--- The records ---
####################

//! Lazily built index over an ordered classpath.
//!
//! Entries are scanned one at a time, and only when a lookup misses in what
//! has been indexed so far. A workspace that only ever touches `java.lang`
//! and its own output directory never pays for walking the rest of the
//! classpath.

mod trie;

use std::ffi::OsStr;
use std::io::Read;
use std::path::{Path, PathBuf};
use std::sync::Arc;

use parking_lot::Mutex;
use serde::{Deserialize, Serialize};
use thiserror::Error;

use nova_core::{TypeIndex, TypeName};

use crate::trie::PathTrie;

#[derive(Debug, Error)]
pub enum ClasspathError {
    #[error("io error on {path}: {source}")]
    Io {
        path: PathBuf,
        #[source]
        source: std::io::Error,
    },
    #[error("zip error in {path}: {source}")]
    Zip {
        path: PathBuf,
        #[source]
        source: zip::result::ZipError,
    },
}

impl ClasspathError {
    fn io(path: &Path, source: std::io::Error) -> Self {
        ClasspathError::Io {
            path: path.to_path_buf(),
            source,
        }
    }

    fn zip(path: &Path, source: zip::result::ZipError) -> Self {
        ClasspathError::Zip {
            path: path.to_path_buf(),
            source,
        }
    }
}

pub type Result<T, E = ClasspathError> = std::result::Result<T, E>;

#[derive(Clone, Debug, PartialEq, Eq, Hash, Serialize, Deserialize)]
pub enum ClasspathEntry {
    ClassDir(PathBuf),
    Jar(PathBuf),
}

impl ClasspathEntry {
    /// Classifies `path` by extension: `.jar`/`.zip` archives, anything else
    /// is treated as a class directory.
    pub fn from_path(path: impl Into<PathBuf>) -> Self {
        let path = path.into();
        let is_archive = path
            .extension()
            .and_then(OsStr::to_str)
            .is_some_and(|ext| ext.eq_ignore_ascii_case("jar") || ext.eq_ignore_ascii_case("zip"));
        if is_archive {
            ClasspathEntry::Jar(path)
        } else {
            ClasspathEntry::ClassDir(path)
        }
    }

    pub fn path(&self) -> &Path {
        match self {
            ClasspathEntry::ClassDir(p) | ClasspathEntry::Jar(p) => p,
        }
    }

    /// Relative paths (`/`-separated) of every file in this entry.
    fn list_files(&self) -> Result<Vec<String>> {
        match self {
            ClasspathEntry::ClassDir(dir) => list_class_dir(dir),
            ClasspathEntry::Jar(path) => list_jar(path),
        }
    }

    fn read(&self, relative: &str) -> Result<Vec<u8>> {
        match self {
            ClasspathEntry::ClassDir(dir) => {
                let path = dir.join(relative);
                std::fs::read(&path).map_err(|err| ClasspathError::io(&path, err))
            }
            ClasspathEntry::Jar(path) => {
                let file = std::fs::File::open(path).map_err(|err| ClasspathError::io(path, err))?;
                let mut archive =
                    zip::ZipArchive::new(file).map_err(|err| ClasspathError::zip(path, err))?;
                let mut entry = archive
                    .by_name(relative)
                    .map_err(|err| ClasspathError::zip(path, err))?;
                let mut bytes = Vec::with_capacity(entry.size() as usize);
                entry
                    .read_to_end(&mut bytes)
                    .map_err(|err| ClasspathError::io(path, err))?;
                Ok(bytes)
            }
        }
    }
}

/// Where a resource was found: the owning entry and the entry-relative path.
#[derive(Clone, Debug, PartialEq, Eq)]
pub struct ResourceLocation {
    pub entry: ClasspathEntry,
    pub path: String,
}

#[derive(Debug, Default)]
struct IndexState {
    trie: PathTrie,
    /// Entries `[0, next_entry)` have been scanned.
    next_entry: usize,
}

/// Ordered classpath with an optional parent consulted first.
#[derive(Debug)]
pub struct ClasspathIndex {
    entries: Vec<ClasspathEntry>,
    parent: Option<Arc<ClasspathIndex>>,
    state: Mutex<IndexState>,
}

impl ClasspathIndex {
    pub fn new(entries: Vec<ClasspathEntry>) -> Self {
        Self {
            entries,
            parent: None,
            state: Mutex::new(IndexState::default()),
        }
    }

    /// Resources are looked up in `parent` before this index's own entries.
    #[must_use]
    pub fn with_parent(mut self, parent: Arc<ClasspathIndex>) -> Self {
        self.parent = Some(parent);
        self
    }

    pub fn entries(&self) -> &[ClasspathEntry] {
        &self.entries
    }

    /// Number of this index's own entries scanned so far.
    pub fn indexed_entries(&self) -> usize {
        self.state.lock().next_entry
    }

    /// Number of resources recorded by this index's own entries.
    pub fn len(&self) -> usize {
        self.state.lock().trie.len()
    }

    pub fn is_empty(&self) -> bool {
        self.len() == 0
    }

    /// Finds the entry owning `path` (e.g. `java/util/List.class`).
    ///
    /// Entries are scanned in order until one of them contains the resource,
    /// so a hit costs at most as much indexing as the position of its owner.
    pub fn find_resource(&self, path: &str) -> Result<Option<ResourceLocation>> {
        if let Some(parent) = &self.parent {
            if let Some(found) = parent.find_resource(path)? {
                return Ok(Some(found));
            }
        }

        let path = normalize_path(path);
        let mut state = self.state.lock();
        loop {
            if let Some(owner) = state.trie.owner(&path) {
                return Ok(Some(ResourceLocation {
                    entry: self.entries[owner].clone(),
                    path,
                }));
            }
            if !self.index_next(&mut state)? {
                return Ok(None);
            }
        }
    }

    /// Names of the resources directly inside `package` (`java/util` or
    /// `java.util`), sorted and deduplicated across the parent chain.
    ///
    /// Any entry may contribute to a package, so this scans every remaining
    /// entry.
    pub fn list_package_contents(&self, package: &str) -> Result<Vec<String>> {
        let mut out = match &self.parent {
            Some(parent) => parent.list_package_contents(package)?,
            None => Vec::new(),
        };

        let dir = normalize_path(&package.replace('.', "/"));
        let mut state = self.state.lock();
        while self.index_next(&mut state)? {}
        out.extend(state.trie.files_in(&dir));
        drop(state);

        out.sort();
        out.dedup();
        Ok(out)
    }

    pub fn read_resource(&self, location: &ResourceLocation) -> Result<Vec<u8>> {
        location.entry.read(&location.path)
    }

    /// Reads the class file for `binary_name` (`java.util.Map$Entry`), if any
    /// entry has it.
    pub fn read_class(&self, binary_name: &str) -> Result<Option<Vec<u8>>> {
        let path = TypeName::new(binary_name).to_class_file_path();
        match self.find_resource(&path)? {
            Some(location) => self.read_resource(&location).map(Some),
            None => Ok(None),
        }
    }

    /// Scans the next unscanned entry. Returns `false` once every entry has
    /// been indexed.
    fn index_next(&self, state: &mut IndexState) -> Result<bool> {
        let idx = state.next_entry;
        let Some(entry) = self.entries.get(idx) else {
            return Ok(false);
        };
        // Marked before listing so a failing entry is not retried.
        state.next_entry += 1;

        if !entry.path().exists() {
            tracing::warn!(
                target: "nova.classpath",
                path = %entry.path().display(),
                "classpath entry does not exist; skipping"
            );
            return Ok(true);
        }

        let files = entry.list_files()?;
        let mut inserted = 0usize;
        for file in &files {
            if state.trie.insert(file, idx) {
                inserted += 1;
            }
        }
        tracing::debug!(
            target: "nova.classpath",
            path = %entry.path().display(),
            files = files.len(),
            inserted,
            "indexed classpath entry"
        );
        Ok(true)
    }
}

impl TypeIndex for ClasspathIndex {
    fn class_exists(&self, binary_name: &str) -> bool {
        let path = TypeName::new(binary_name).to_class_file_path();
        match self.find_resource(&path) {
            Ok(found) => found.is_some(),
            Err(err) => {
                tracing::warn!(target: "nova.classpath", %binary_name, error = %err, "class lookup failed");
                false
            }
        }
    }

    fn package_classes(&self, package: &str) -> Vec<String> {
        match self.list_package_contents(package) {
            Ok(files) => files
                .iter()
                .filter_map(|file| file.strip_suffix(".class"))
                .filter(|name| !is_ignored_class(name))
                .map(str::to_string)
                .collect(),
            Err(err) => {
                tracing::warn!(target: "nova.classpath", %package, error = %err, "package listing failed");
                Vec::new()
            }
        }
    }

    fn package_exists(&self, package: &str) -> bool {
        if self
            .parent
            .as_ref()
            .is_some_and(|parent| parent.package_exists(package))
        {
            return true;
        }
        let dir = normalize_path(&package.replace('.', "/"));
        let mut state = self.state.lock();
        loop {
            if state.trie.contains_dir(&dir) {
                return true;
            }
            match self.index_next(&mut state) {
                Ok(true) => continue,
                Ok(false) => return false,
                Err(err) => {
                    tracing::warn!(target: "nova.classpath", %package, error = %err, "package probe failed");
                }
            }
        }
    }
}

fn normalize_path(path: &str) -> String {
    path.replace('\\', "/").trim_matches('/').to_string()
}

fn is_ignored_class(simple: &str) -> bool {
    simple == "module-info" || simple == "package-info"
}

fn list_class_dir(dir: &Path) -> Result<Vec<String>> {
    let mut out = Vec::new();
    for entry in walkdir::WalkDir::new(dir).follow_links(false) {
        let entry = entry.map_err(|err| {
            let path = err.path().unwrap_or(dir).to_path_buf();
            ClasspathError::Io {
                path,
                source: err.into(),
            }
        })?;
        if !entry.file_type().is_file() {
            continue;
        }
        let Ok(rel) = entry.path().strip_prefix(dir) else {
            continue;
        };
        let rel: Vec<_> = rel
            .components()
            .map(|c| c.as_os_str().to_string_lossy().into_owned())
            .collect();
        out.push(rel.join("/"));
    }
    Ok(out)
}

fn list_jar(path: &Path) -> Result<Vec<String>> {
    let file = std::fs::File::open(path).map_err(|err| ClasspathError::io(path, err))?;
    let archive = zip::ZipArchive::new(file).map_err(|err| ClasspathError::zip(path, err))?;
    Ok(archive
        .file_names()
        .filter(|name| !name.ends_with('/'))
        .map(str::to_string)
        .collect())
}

####################

--- About this task ---
Look above for the line with "let mut archive" and the line with "let mut bytes". Write out those two lines and all the lines between them, exactly, and no others.

--- Result of this exercise ---
                let mut archive =
                    zip::ZipArchive::new(file).map_err(|err| ClasspathError::zip(path, err))?;
                let mut entry = archive
                    .by_name(relative)
                    .map_err(|err| ClasspathError::zip(path, err))?;
                let mut bytes = Vec::with_capacity(entry.size() as usize);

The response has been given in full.